RECORDS SHOWN START

use std::env;

pub const DEFAULT_ALLOWED_HOST: &str = "api.junkie-development.de";
pub const DEFAULT_EXTENSION: &str = "lua";
pub const DEFAULT_USER_AGENT: &str = "Volcano";

#[derive(Debug)]
pub enum ConfigError {
    MissingToken,
}

impl std::fmt::Display for ConfigError {
    fn fmt(&self, f: &mut std::fmt::Formatter) -> std::fmt::Result {
        match self {
            ConfigError::MissingToken => write!(f, "DISCORD_TOKEN environment variable is missing."),
        }
    }
}

impl std::error::Error for ConfigError {}

#[derive(Debug, Clone)]
pub struct Config {
    pub token: String,
    /// `None` accepts links to any http(s) host.
    pub allowed_host: Option<String>,
    /// `Some` forces this extension onto every outgoing file and reads bodies as text.
    pub forced_extension: Option<String>,
    pub user_agent: String,
}

impl Config {
    pub fn from_env() -> Result<Self, ConfigError> {
        Self::from_lookup(|key| env::var(key).ok())
    }

    fn from_lookup<F>(lookup: F) -> Result<Self, ConfigError>
    where
        F: Fn(&str) -> Option<String>,
    {
        let token = lookup("DISCORD_TOKEN")
            .map(|t| t.trim().to_string())
            .filter(|t| !t.is_empty())
            .ok_or(ConfigError::MissingToken)?;

        let allowed_host = match lookup("ALLOWED_HOST") {
            None => Some(DEFAULT_ALLOWED_HOST.to_string()),
            Some(host) => {
                let host = host.trim();
                if host.is_empty() || host == "*" {
                    None
                } else {
                    Some(host.to_ascii_lowercase())
                }
            }
        };

        // Restrictive mode serves script source, so the extension defaults on with it.
        let forced_extension = match lookup("FORCE_EXTENSION") {
            Some(ext) => {
                let ext = ext.trim().trim_start_matches('.');
                (!ext.is_empty()).then(|| ext.to_string())
            }
            None => allowed_host.as_ref().map(|_| DEFAULT_EXTENSION.to_string()),
        };

        let user_agent = lookup("USER_AGENT")
            .filter(|ua| !ua.trim().is_empty())
            .unwrap_or_else(|| DEFAULT_USER_AGENT.to_string());

        Ok(Config {
            token,
            allowed_host,
            forced_extension,
            user_agent,
        })
    }
}

#[cfg(test)]
mod tests {
    use super::*;
    use std::collections::HashMap;

    fn load(vars: &[(&str, &str)]) -> Result<Config, ConfigError> {
        let vars: HashMap<String, String> = vars
            .iter()
            .map(|(k, v)| (k.to_string(), v.to_string()))
            .collect();
        Config::from_lookup(|key| vars.get(key).cloned())
    }

    #[test]
    fn missing_token_is_an_error() {
        assert!(matches!(load(&[]), Err(ConfigError::MissingToken)));
        assert!(matches!(load(&[("DISCORD_TOKEN", "  ")]), Err(ConfigError::MissingToken)));
    }

    #[test]
    fn defaults_to_restrictive_lua_mode() {
        let config = load(&[("DISCORD_TOKEN", "abc")]).unwrap();
        assert_eq!(config.token, "abc");
        assert_eq!(config.allowed_host.as_deref(), Some(DEFAULT_ALLOWED_HOST));
        assert_eq!(config.forced_extension.as_deref(), Some("lua"));
        assert_eq!(config.user_agent, "Volcano");
    }

    #[test]
    fn wildcard_host_switches_to_permissive_mode() {
        let config = load(&[("DISCORD_TOKEN", "abc"), ("ALLOWED_HOST", "*")]).unwrap();
        assert_eq!(config.allowed_host, None);
        assert_eq!(config.forced_extension, None);
    }

    #[test]
    fn explicit_extension_overrides_mode_default() {
        let config = load(&[
            ("DISCORD_TOKEN", "abc"),
            ("ALLOWED_HOST", ""),
            ("FORCE_EXTENSION", ".txt"),
        ])
        .unwrap();
        assert_eq!(config.allowed_host, None);
        assert_eq!(config.forced_extension.as_deref(), Some("txt"));

        let config = load(&[("DISCORD_TOKEN", "abc"), ("FORCE_EXTENSION", "")]).unwrap();
        assert_eq!(config.allowed_host.as_deref(), Some(DEFAULT_ALLOWED_HOST));
        assert_eq!(config.forced_extension, None);
    }

    #[test]
    fn custom_host_is_lowercased() {
        let config = load(&[("DISCORD_TOKEN", "abc"), ("ALLOWED_HOST", "Files.Example.COM")]).unwrap();
        assert_eq!(config.allowed_host.as_deref(), Some("files.example.com"));
    }
}
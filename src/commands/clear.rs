use tracing::info;

use crate::clear::{clear_own_messages, ChannelHistory};
use crate::{Context, Error};

use super::require_dm;

/// Delete my messages in this DM
#[poise::command(slash_command)]
pub async fn clear(ctx: Context<'_>) -> Result<(), Error> {
    if !require_dm(ctx).await? {
        return Ok(());
    }

    ctx.defer().await?;

    let history = ChannelHistory {
        http: &ctx.serenity_context().http,
        channel_id: ctx.channel_id(),
    };
    let deleted = clear_own_messages(&history, ctx.framework().bot_id).await?;

    info!("Cleared {} messages in DM with {}", deleted, ctx.author().name);
    ctx.say(format!("Deleted {} messages I sent in this DM.", deleted))
        .await?;
    Ok(())
}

RECORDS SHOWN END

> [WHAT YOU HAVE TO DO] Each entry above is to be quoted exactly.

> [THE COMPLETED TASK]
use std::env;

pub const DEFAULT_ALLOWED_HOST: &str = "api.junkie-development.de";
pub const DEFAULT_EXTENSION: &str = "lua";
pub const DEFAULT_USER_AGENT: &str = "Volcano";

#[derive(Debug)]
pub enum ConfigError {
    MissingToken,
}

impl std::fmt::Display for ConfigError {
    fn fmt(&self, f: &mut std::fmt::Formatter) -> std::fmt::Result {
        match self {
            ConfigError::MissingToken => write!(f, "DISCORD_TOKEN environment variable is missing."),
        }
    }
}

impl std::error::Error for ConfigError {}

#[derive(Debug, Clone)]
pub struct Config {
    pub token: String,
    /// `None` accepts links to any http(s) host.
    pub allowed_host: Option<String>,
    /// `Some` forces this extension onto every outgoing file and reads bodies as text.
    pub forced_extension: Option<String>,
    pub user_agent: String,
}

impl Config {
    pub fn from_env() -> Result<Self, ConfigError> {
        Self::from_lookup(|key| env::var(key).ok())
    }

    fn from_lookup<F>(lookup: F) -> Result<Self, ConfigError>
    where
        F: Fn(&str) -> Option<String>,
    {
        let token = lookup("DISCORD_TOKEN")
            .map(|t| t.trim().to_string())
            .filter(|t| !t.is_empty())
            .ok_or(ConfigError::MissingToken)?;

        let allowed_host = match lookup("ALLOWED_HOST") {
            None => Some(DEFAULT_ALLOWED_HOST.to_string()),
            Some(host) => {
                let host = host.trim();
                if host.is_empty() || host == "*" {
                    None
                } else {
                    Some(host.to_ascii_lowercase())
                }
            }
        };

        // Restrictive mode serves script source, so the extension defaults on with it.
        let forced_extension = match lookup("FORCE_EXTENSION") {
            Some(ext) => {
                let ext = ext.trim().trim_start_matches('.');
                (!ext.is_empty()).then(|| ext.to_string())
            }
            None => allowed_host.as_ref().map(|_| DEFAULT_EXTENSION.to_string()),
        };

        let user_agent = lookup("USER_AGENT")
            .filter(|ua| !ua.trim().is_empty())
            .unwrap_or_else(|| DEFAULT_USER_AGENT.to_string());

        Ok(Config {
            token,
            allowed_host,
            forced_extension,
            user_agent,
        })
    }
}

#[cfg(test)]
mod tests {
    use super::*;
    use std::collections::HashMap;

    fn load(vars: &[(&str, &str)]) -> Result<Config, ConfigError> {
        let vars: HashMap<String, String> = vars
            .iter()
            .map(|(k, v)| (k.to_string(), v.to_string()))
            .collect();
        Config::from_lookup(|key| vars.get(key).cloned())
    }

    #[test]
    fn missing_token_is_an_error() {
        assert!(matches!(load(&[]), Err(ConfigError::MissingToken)));
        assert!(matches!(load(&[("DISCORD_TOKEN", "  ")]), Err(ConfigError::MissingToken)));
    }

    #[test]
    fn defaults_to_restrictive_lua_mode() {
        let config = load(&[("DISCORD_TOKEN", "abc")]).unwrap();
        assert_eq!(config.token, "abc");
        assert_eq!(config.allowed_host.as_deref(), Some(DEFAULT_ALLOWED_HOST));
        assert_eq!(config.forced_extension.as_deref(), Some("lua"));
        assert_eq!(config.user_agent, "Volcano");
    }

    #[test]
    fn wildcard_host_switches_to_permissive_mode() {
        let config = load(&[("DISCORD_TOKEN", "abc"), ("ALLOWED_HOST", "*")]).unwrap();
        assert_eq!(config.allowed_host, None);
        assert_eq!(config.forced_extension, None);
    }

    #[test]
    fn explicit_extension_overrides_mode_default() {
        let config = load(&[
            ("DISCORD_TOKEN", "abc"),
            ("ALLOWED_HOST", ""),
            ("FORCE_EXTENSION", ".txt"),
        ])
        .unwrap();
        assert_eq!(config.allowed_host, None);
        assert_eq!(config.forced_extension.as_deref(), Some("txt"));

        let config = load(&[("DISCORD_TOKEN", "abc"), ("FORCE_EXTENSION", "")]).unwrap();
        assert_eq!(config.allowed_host.as_deref(), Some(DEFAULT_ALLOWED_HOST));
        assert_eq!(config.forced_extension, None);
    }

    #[test]
    fn custom_host_is_lowercased() {
        let config = load(&[("DISCORD_TOKEN", "abc"), ("ALLOWED_HOST", "Files.Example.COM")]).unwrap();
        assert_eq!(config.allowed_host.as_deref(), Some("files.example.com"));
    }
}
filename src/commands/clear.rs
use tracing::info;

use crate::clear::{clear_own_messages, ChannelHistory};
use crate::{Context, Error};

use super::require_dm;

/// Delete my messages in this DM
#[poise::command(slash_command)]
pub async fn clear(ctx: Context<'_>) -> Result<(), Error> {
    if !require_dm(ctx).await? {
        return Ok(());
    }

    ctx.defer().await?;

    let history = ChannelHistory {
        http: &ctx.serenity_context().http,
        channel_id: ctx.channel_id(),
    };
    let deleted = clear_own_messages(&history, ctx.framework().bot_id).await?;

    info!("Cleared {} messages in DM with {}", deleted, ctx.author().name);
    ctx.say(format!("Deleted {} messages I sent in this DM.", deleted))
        .await?;
    Ok(())
}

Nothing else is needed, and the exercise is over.